> **Action item**
Your answer must be the lines of the entries below, exactly as written, from the first line through the line containing "let text = msg.text().or_else(||".

Saved data entries

------------------------------------------------------------------------

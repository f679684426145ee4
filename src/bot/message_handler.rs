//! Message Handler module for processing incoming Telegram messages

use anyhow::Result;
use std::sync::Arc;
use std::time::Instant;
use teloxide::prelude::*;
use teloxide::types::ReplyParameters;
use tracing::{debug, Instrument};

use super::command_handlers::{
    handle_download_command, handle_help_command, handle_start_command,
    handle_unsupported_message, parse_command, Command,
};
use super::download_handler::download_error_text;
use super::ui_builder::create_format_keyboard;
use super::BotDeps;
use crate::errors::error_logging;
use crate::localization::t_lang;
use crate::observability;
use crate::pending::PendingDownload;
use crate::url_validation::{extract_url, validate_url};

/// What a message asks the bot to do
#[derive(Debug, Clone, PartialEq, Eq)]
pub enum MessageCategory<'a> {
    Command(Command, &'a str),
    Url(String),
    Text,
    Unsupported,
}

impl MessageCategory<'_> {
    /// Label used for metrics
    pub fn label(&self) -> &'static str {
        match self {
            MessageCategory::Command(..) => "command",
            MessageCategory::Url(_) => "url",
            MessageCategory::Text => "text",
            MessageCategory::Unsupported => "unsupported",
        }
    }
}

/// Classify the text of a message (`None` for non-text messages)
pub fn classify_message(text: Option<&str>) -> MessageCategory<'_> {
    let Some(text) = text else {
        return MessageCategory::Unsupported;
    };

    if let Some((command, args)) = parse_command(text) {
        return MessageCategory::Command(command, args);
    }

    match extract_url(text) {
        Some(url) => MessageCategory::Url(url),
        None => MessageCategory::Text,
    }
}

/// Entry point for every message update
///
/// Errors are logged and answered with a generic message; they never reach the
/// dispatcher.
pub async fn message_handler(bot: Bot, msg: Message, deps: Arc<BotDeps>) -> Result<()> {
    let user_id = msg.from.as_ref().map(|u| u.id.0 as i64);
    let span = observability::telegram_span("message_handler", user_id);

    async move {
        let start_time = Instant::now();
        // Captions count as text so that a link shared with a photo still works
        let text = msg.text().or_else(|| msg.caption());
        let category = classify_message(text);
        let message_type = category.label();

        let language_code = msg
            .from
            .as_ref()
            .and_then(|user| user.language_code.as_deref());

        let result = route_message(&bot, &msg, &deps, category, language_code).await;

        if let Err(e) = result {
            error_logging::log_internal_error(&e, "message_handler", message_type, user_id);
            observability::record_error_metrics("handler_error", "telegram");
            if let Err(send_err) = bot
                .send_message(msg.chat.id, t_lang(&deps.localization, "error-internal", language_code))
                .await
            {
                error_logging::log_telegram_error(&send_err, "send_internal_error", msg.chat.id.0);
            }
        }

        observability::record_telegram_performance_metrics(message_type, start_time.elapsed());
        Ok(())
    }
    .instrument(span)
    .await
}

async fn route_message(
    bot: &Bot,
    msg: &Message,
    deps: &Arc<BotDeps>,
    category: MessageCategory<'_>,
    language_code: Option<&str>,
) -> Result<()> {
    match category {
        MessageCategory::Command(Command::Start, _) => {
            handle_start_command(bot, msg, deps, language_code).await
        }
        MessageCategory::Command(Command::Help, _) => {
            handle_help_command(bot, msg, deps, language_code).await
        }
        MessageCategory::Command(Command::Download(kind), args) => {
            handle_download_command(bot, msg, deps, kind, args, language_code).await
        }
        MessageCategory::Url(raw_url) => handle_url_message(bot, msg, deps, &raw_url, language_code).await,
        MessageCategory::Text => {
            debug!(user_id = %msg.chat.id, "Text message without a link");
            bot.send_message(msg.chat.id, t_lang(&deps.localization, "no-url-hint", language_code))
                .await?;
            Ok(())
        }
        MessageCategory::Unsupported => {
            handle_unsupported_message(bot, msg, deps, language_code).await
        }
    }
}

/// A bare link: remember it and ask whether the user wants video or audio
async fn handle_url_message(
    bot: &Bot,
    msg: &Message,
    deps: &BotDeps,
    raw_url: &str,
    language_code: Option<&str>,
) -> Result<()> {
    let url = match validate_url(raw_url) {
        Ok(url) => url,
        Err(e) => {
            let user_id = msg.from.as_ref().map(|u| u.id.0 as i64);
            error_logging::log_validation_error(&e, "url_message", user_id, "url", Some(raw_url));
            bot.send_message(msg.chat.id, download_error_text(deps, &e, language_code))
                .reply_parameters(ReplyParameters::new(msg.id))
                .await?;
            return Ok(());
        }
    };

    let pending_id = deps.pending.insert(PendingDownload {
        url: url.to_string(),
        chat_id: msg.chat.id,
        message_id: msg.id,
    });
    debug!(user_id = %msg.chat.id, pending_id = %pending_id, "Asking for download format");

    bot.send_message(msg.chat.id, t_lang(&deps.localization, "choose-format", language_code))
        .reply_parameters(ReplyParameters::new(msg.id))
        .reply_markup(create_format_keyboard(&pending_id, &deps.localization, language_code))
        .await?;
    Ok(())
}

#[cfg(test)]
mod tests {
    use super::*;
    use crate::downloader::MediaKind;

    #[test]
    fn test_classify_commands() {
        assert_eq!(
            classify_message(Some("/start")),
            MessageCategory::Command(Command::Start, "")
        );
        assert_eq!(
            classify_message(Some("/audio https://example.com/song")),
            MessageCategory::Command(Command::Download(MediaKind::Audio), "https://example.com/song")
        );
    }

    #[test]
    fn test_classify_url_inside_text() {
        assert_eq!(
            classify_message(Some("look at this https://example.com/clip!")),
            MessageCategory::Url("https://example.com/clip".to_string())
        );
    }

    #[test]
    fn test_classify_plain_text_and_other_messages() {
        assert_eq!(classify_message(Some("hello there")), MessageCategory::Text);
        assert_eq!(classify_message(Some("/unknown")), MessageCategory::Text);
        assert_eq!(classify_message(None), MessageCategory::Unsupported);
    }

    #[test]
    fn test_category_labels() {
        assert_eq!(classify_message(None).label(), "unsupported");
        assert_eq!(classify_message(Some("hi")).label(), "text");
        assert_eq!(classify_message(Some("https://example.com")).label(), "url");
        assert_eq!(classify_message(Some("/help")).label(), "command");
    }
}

------------------------------------------------------------------------

> **Solution below**
repository f679684426145ee4
filename src/bot/message_handler.rs
//! Message Handler module for processing incoming Telegram messages

use anyhow::Result;
use std::sync::Arc;
use std::time::Instant;
use teloxide::prelude::*;
use teloxide::types::ReplyParameters;
use tracing::{debug, Instrument};

use super::command_handlers::{
    handle_download_command, handle_help_command, handle_start_command,
    handle_unsupported_message, parse_command, Command,
};
use super::download_handler::download_error_text;
use super::ui_builder::create_format_keyboard;
use super::BotDeps;
use crate::errors::error_logging;
use crate::localization::t_lang;
use crate::observability;
use crate::pending::PendingDownload;
use crate::url_validation::{extract_url, validate_url};

/// What a message asks the bot to do
#[derive(Debug, Clone, PartialEq, Eq)]
pub enum MessageCategory<'a> {
    Command(Command, &'a str),
    Url(String),
    Text,
    Unsupported,
}

impl MessageCategory<'_> {
    /// Label used for metrics
    pub fn label(&self) -> &'static str {
        match self {
            MessageCategory::Command(..) => "command",
            MessageCategory::Url(_) => "url",
            MessageCategory::Text => "text",
            MessageCategory::Unsupported => "unsupported",
        }
    }
}

/// Classify the text of a message (`None` for non-text messages)
pub fn classify_message(text: Option<&str>) -> MessageCategory<'_> {
    let Some(text) = text else {
        return MessageCategory::Unsupported;
    };

    if let Some((command, args)) = parse_command(text) {
        return MessageCategory::Command(command, args);
    }

    match extract_url(text) {
        Some(url) => MessageCategory::Url(url),
        None => MessageCategory::Text,
    }
}

/// Entry point for every message update
///
/// Errors are logged and answered with a generic message; they never reach the
/// dispatcher.
pub async fn message_handler(bot: Bot, msg: Message, deps: Arc<BotDeps>) -> Result<()> {
    let user_id = msg.from.as_ref().map(|u| u.id.0 as i64);
    let span = observability::telegram_span("message_handler", user_id);

    async move {
        let start_time = Instant::now();
        // Captions count as text so that a link shared with a photo still works
        let text = msg.text().or_else(|| msg.caption());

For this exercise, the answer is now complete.